Pfizer and other biopharmas to FDA: Don't include CMOs in new reporting requirements on drug volume
As the FDA is looking to reduce drug shortages further by collecting more data on the volume of drugs and APIs manufactured worldwide, companies like Pfizer, Thermo Fisher, Viatris and industry groups are pushing back on new guidance that seeks to establish how that data should be collected and submitted to the agency.
The technical conformance guide, released last October, spells out the requirements under Section 3112(e) of the CARES Act, which was signed into law in March 2020 and added a new section to the FD&C Act.
Under this new section, 510(j)(3), each person who registers a drug (including repackers, relabelers and anyone that manufactures product) must report to FDA annually the amount of each listed drug that was manufactured, prepared, propagated, compounded, or processed by such person for commercial distribution.
But in comments released this week, Pfizer is raising concerns with FDA that the guidance issued may create problems for companies that have confidentiality agreements with their contract manufacturers.

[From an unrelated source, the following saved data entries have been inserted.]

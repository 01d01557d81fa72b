//! CLI argument definitions: top-level `Cli` struct and `Commands` enum.

use clap::{Parser, Subcommand, ValueEnum};
use std::path::PathBuf;

pub(crate) const CLI_LONG_ABOUT: &str =
    "Verification and fence insertion for concurrent programs under weak memory models.\n\n\
    Typical usage:\n  \
    1. memorax reach program.rmm -a sb\n  \
    2. memorax fencins program.rmm -a sb --fmin subset\n  \
    3. memorax dotify program.rmm -o program.pdf\n\n\
    Programs are read from stdin when no file is given.";

#[derive(Parser)]
#[command(name = "memorax")]
#[command(about = "Verification and fence insertion for weak memory models")]
#[command(long_about = CLI_LONG_ABOUT)]
#[command(version)]
pub(crate) struct Cli {
    /// Print verbosely (-v progress, -vv debug, -vvv trace)
    #[arg(short, long, global = true, action = clap::ArgAction::Count)]
    pub(crate) verbose: u8,

    /// Additionally emit one machine-readable JSON result line
    #[arg(long, global = true)]
    pub(crate) json: bool,

    #[command(subcommand)]
    pub(crate) command: Commands,
}

/// The analyzed abstraction of the memory system.
#[derive(Debug, Clone, Copy, PartialEq, Eq, ValueEnum)]
pub(crate) enum Abstraction {
    /// Single Buffer; equivalent to TSO for control-state reachability
    Sb,
    /// Predicate-abstracted TSO with bounded buffers
    Pb,
    /// TSO with one channel per process
    Pdual,
    /// VIPS-M, explicit-state forward analysis
    Vips,
}

impl Abstraction {
    pub(crate) fn name(&self) -> &'static str {
        match self {
            Abstraction::Sb => "sb",
            Abstraction::Pb => "pb",
            Abstraction::Pdual => "pdual",
            Abstraction::Vips => "vips",
        }
    }
}

/// Minimality criterion for fence insertion.
#[derive(Debug, Clone, Copy, PartialEq, Eq, ValueEnum)]
pub(crate) enum FMin {
    /// Locked-write universe only; greedy
    Cheap,
    /// All subset-minimal synchronization sets
    Subset,
    /// Synchronization sets of least cardinality
    Cost,
}

#[derive(Subcommand)]
pub(crate) enum Commands {
    /// Check reachability of the forbidden control states
    #[command(display_order = 10)]
    Reach {
        /// Path to the .rmm program; stdin when omitted
        file: Option<PathBuf>,

        /// Abstraction to analyze under
        #[arg(short, long, value_enum, default_value = "sb")]
        abstraction: Abstraction,

        /// Buffer bound per process (pb only)
        #[arg(short, default_value_t = 1)]
        k: usize,

        /// Use CEGAR refinement (pb only)
        #[arg(long)]
        cegar: bool,

        /// Perform at most this many refinements (with --cegar)
        #[arg(long)]
        max_refinements: Option<usize>,

        /// Convert the program to register free form first
        #[arg(long)]
        rff: bool,
    },

    /// Compute minimal fence sets making the forbidden states unreachable
    #[command(display_order = 11)]
    Fencins {
        /// Path to the .rmm program; stdin when omitted
        file: Option<PathBuf>,

        /// Abstraction to analyze under
        #[arg(short, long, value_enum, default_value = "sb")]
        abstraction: Abstraction,

        /// Minimality criterion (default: cheap; subset for vips)
        #[arg(long = "fmin", value_enum)]
        fmin: Option<FMin>,

        /// Stop after the first sufficient, minimal fence set
        #[arg(long = "only-one", short = 'o')]
        only_one: bool,

        /// Buffer bound per process (pb only)
        #[arg(short, default_value_t = 1)]
        k: usize,

        /// Use CEGAR refinement (pb only)
        #[arg(long)]
        cegar: bool,

        /// Perform at most this many refinements (with --cegar)
        #[arg(long)]
        max_refinements: Option<usize>,

        /// Convert the program to register free form first
        #[arg(long)]
        rff: bool,
    },

    /// Render the compiled automata to a pdf via graphviz
    #[command(display_order = 12)]
    Dotify {
        /// Path to the .rmm program; stdin when omitted
        file: Option<PathBuf>,

        /// Output pdf file
        #[arg(short, long)]
        output: PathBuf,

        /// Convert the program to register free form first
        #[arg(long)]
        rff: bool,
    },
}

“Providing reports as required under section 510(j)(3) could be considered a breach of these agreements and may be impactful to the CMO business,” Pfizer wrote.
The company says that it believes that reporting responsibilities should be that of the “Labeler” and not the “Registrant” or the manufacturing site.
“We ask that FDA clarifies whether the information should be provided by the Labeler or each of the Manufacturing sites,” the company’s comment says.
Similarly, industry group BIO suggests that the owner of the NDA or BLA should be the one accountable for the reporting of data regardless of whether the data concerns an establishment they own or not.
“This seems like it would enable the FDA to have a consolidated view of quantity of released drug as well as the quantity of distributed drug and eliminate the gap of having the ‘Market Unknown’. Also, BIO believes that BLA/NDA owners want the accountability and responsibility of reporting our product volumes, and it seems odd that BLA owners would become an ‘authorized agent’ of an establishment (likely a CMO) represented by a ‘registrant’ that is manufacturing the product on their behalf,” BIO senior director Katherine Donigan wrote.
Viatris (formed via the combo of Mylan and Pfizer’s Upjohn) also raises concerns “that several aspects of the proposed plan are unduly burdensome, both for industry and FDA, and unnecessary to achieve the purposes of the new provision.”
The generic powerhouse points out that with over 275,000 finished and unfinished drug package national drug codes, according to FDA’s NDC directory, the agency is asking industry to compile, format, and submit over 3.3 million data points in a short amount of time — less than four months after issuing this guide.
“Accordingly, Viatris requests that FDA extend the submission deadlines for CY 2020 and 2021 information until at least six and nine months, respectively, after the Agency issues a final guidance to allow for industry to provide the requisite information in a manner consistent with the final guidance,” the company said.
Thermo Fisher also sought to extend the implementation period, noting that “an impact assessment on the resource requirements relative to the value of the data reported should be undertaken with stakeholders.”
Similarly, industry lobbying group PhRMA “encourages FDA to take a phased approach to the implementation of these reporting requirements, to describe how the Agency intends to use the reported data to mitigate against drug shortages, and to focus the Agency’s limited resources on the optimization of existing quality oversight tools and initiatives that will have the greatest impact in enabling FDA and manufacturers to prevent and mitigate drug shortages.”